Schoen is far more compelling when he reframes the annexation of Texas. Like other historians, Schoen places annexation in an international context, but his emphasis on political economy deepens our understanding of this event. After the Nullification crisis, proslavery became an increasingly important plank for Democrats as northern mobs attacked abolitionists and southern thinkers like William Harper developed a flexible defense of slavery that they easily adapted to British abolition in 1834. As the second party system emerged,c cotton became the single most important U.S. export and free trade ideology became ascendant in Great Britain, which cotton planters could celebrate despite British abolitionism. When Britain appeared to support an independent Texas, annexationists like Duff Green and Calhoun blended nationalism with an argument from political economy that undermined British abolitionist accomplishment (and therefore American abolitionism). If read according to the export trade statistics that cotton planters favored, West Indian emancipation had clearly failed, and they explained this with the racist caricature of the lazy black worker. With the superiority of slavery apparently demonstrated, the Deep South became ever more dedicated to the expansion of slavery, and because most antislavery northerners were Whigs, dedicated to the Democrats. In my own account of Texas annexation I emphasized the fear of an abolitionist Great Britain, which southerners like Robert Monroe Harrison, Abel Upshur, and Calhoun believed capable of supporting an independent Texas that abolished slavery. In their view, Texas might have provided a haven for runaway slaves and, most extremely, a base to launch slave insurrections. But Schoen rightly points out that southern cotton growers were equally concerned with the development of Texas as an independent source of cotton for Britain’s mills. Southern cotton growers did not want a competitor, but rather wanted access to the lands of eastern Texas for the expansion of their industry. For Schoen, Texas annexation was the ultimate accomplishment of cotton state political leaders within the Democratic Party, and it emboldened them for the political battles to come.
Texas annexation happened at almost the precise moment that the British Parliament abolished the Corn Laws, those time honored statutes of protection whose fall inaugurated the era of free trade. Cotton prices rose in 1846 and 1847, and despite the European revolutions of 1848 cotton continued to rise in the 1850s. Southern confidence in cotton had never been greater and it created the foundation for secession. The compromise of 1850 effectively killed the Whig Party in cotton states leaving no viable opposition. While Schoen does not take the reader through each of the political crises of the 1850s, he illuminates the clear progression of cotton-based arguments that rested on an economic foundation that must have seemed real and permanent to Deep South secessionists in the aftermath of Abraham Lincoln’s election in 1860.
Schoen’s book exemplifies the importance of monographic literature to the process of deepening our understanding of the coming of the Civil War.
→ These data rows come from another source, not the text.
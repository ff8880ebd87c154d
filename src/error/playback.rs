// Playback error types and constants

use crate::error::ErrorCode;
use log::error;
use std::fmt;

/// Playback error code constants
///
/// Error code range: 3001-3009
pub struct PlaybackErrorCodes {}

impl PlaybackErrorCodes {
    /// Audio source could not be found
    pub const MISSING_SOURCE: i32 = 3001;

    /// Audio source exists but could not be decoded
    pub const DECODE_ERROR: i32 = 3002;

    /// Output device failed during playback
    pub const DEVICE_ERROR: i32 = 3003;

    /// Playback channel has been shut down
    pub const CHANNEL_CLOSED: i32 = 3004;
}

/// Log a playback error with structured context
///
/// Playback errors are never fatal; callers fall back to silent
/// continuation. The log line is still emitted at `error` so dropped
/// narration is visible in diagnostics.
pub fn log_playback_error(err: &PlaybackError, context: &str) {
    error!(
        "Playback error in {}: code={}, component=AudioCoordinator, message={}",
        context,
        err.code(),
        err.message()
    );
}

/// Device or media failure during playback
///
/// Cancellation is not an error: it is reported as
/// [`PlaybackOutcome::Cancelled`](crate::audio::PlaybackOutcome).
#[derive(Debug, Clone, PartialEq, Eq)]
pub enum PlaybackError {
    /// Audio source could not be found
    MissingSource { key: String },

    /// Audio source exists but could not be decoded
    Decode { reason: String },

    /// Output device failed during playback
    Device { reason: String },

    /// Playback channel has been shut down
    ChannelClosed,
}

impl ErrorCode for PlaybackError {
    fn code(&self) -> i32 {
        match self {
            PlaybackError::MissingSource { .. } => PlaybackErrorCodes::MISSING_SOURCE,
            PlaybackError::Decode { .. } => PlaybackErrorCodes::DECODE_ERROR,
            PlaybackError::Device { .. } => PlaybackErrorCodes::DEVICE_ERROR,
            PlaybackError::ChannelClosed => PlaybackErrorCodes::CHANNEL_CLOSED,
        }
    }

    fn message(&self) -> String {
        match self {
            PlaybackError::MissingSource { key } => format!("Audio source not found: {}", key),
            PlaybackError::Decode { reason } => format!("Failed to decode audio: {}", reason),
            PlaybackError::Device { reason } => format!("Audio device error: {}", reason),
            PlaybackError::ChannelClosed => {
                "Playback channel closed. The coordinator has been cleaned up.".to_string()
            }
        }
    }
}

impl fmt::Display for PlaybackError {
    fn fmt(&self, f: &mut fmt::Formatter<'_>) -> fmt::Result {
        write!(
            f,
            "PlaybackError::{:?} (code {}): {}",
            self,
            self.code(),
            self.message()
        )
    }
}

impl std::error::Error for PlaybackError {}

impl From<hound::Error> for PlaybackError {
    fn from(err: hound::Error) -> Self {
        match err {
            hound::Error::IoError(io) if io.kind() == std::io::ErrorKind::NotFound => {
                PlaybackError::MissingSource {
                    key: io.to_string(),
                }
            }
            other => PlaybackError::Decode {
                reason: other.to_string(),
            },
        }
    }
}

#[cfg(test)]
mod tests {
    use super::*;

    #[test]
    fn test_playback_error_codes() {
        assert_eq!(
            PlaybackError::MissingSource {
                key: "welcome".to_string()
            }
            .code(),
            PlaybackErrorCodes::MISSING_SOURCE
        );
        assert_eq!(
            PlaybackError::Decode {
                reason: "bad header".to_string()
            }
            .code(),
            PlaybackErrorCodes::DECODE_ERROR
        );
        assert_eq!(
            PlaybackError::Device {
                reason: "unplugged".to_string()
            }
            .code(),
            PlaybackErrorCodes::DEVICE_ERROR
        );
        assert_eq!(
            PlaybackError::ChannelClosed.code(),
            PlaybackErrorCodes::CHANNEL_CLOSED
        );
    }

    #[test]
    fn test_hound_format_error_maps_to_decode() {
        let err: PlaybackError = hound::Error::FormatError("no RIFF tag").into();
        assert!(matches!(err, PlaybackError::Decode { .. }));
    }

    #[test]
    fn test_hound_not_found_maps_to_missing_source() {
        let io = std::io::Error::new(std::io::ErrorKind::NotFound, "gone.wav");
        let err: PlaybackError = hound::Error::IoError(io).into();
        assert!(matches!(err, PlaybackError::MissingSource { .. }));
    }
}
While I remain convinced that the political struggles over the future of slavery were central to the deepening sectional conflict, Schoen’s thorough account of the political economy of cotton demonstrates the economic foundation for the Deep South’s bold movement toward secession. Moreover, Schoen extends the transatlantic dimensions of this era; just as the politics of slavery were shaped by developments in the Caribbean and Europe, so too did the political economy of cotton stretch throughout the Atlantic world. This book should be read by all those interested in broadening their understanding of both the Atlantic world of the nineteenth century and the coming of the American Civil War. The book would also prove useful in a graduate seminar on antebellum politics.
I picked up only one error in this book; on page 162, Schoen states that the British and the French had abolished slavery in the 1830s. In fact, while the National Assembly did abolish slavery in 1794, which confirmed the de facto abolition that had already taken place in Saint Domingue, Napoleon restored slavery in 1802. While the Haitian Army defended the abolition of slavery in Hispaniola, slavery was successfully restored in Martinique and Guadeloupe, not to be abolished until 1848.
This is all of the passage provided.